● **INPUT DATA**
-=-=-=-=-
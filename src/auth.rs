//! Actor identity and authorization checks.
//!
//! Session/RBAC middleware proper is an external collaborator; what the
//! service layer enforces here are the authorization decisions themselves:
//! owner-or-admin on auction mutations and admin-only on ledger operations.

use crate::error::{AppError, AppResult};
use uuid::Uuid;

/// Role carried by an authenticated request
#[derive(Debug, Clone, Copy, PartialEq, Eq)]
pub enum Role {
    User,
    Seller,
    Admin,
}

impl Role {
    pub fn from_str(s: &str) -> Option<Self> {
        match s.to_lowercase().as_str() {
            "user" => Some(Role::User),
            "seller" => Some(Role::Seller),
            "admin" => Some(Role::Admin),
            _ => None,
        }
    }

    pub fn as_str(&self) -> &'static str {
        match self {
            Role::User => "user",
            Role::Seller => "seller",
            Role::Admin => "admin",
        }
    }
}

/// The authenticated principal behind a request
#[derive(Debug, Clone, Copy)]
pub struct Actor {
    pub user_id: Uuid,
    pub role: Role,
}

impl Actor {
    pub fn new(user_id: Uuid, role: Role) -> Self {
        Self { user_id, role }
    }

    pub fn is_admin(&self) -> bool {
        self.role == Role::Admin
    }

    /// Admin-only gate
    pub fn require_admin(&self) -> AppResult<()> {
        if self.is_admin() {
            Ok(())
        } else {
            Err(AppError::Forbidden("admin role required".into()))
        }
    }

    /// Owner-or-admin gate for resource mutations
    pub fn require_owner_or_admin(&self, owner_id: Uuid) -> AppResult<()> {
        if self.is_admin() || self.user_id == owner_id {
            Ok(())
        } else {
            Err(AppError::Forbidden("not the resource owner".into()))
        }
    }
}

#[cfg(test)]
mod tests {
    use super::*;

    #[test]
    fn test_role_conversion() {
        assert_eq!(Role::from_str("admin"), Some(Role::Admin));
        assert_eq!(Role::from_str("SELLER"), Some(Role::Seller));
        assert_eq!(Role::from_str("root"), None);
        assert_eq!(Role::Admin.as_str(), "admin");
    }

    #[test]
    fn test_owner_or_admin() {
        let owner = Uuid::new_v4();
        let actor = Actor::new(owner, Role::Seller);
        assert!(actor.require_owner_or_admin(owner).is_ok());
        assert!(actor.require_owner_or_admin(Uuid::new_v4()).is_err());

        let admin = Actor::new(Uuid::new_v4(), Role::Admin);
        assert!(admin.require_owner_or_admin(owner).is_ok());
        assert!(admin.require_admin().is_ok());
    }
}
-=-=-=-=-
● **REQUIRED WORK**
Return all of the material above exactly as it stands.

● **WRITTEN ANSWER**
filename src/auth.rs
//! Actor identity and authorization checks.
//!
//! Session/RBAC middleware proper is an external collaborator; what the
//! service layer enforces here are the authorization decisions themselves:
//! owner-or-admin on auction mutations and admin-only on ledger operations.

use crate::error::{AppError, AppResult};
use uuid::Uuid;

/// Role carried by an authenticated request
#[derive(Debug, Clone, Copy, PartialEq, Eq)]
pub enum Role {
    User,
    Seller,
    Admin,
}

impl Role {
    pub fn from_str(s: &str) -> Option<Self> {
        match s.to_lowercase().as_str() {
            "user" => Some(Role::User),
            "seller" => Some(Role::Seller),
            "admin" => Some(Role::Admin),
            _ => None,
        }
    }

    pub fn as_str(&self) -> &'static str {
        match self {
            Role::User => "user",
            Role::Seller => "seller",
            Role::Admin => "admin",
        }
    }
}

/// The authenticated principal behind a request
#[derive(Debug, Clone, Copy)]
pub struct Actor {
    pub user_id: Uuid,
    pub role: Role,
}

impl Actor {
    pub fn new(user_id: Uuid, role: Role) -> Self {
        Self { user_id, role }
    }

    pub fn is_admin(&self) -> bool {
        self.role == Role::Admin
    }

    /// Admin-only gate
    pub fn require_admin(&self) -> AppResult<()> {
        if self.is_admin() {
            Ok(())
        } else {
            Err(AppError::Forbidden("admin role required".into()))
        }
    }

    /// Owner-or-admin gate for resource mutations
    pub fn require_owner_or_admin(&self, owner_id: Uuid) -> AppResult<()> {
        if self.is_admin() || self.user_id == owner_id {
            Ok(())
        } else {
            Err(AppError::Forbidden("not the resource owner".into()))
        }
    }
}

#[cfg(test)]
mod tests {
    use super::*;

    #[test]
    fn test_role_conversion() {
        assert_eq!(Role::from_str("admin"), Some(Role::Admin));
        assert_eq!(Role::from_str("SELLER"), Some(Role::Seller));
        assert_eq!(Role::from_str("root"), None);
        assert_eq!(Role::Admin.as_str(), "admin");
    }

    #[test]
    fn test_owner_or_admin() {
        let owner = Uuid::new_v4();
        let actor = Actor::new(owner, Role::Seller);
        assert!(actor.require_owner_or_admin(owner).is_ok());
        assert!(actor.require_owner_or_admin(Uuid::new_v4()).is_err());

        let admin = Actor::new(Uuid::new_v4(), Role::Admin);
        assert!(admin.require_owner_or_admin(owner).is_ok());
        assert!(admin.require_admin().is_ok());
    }
}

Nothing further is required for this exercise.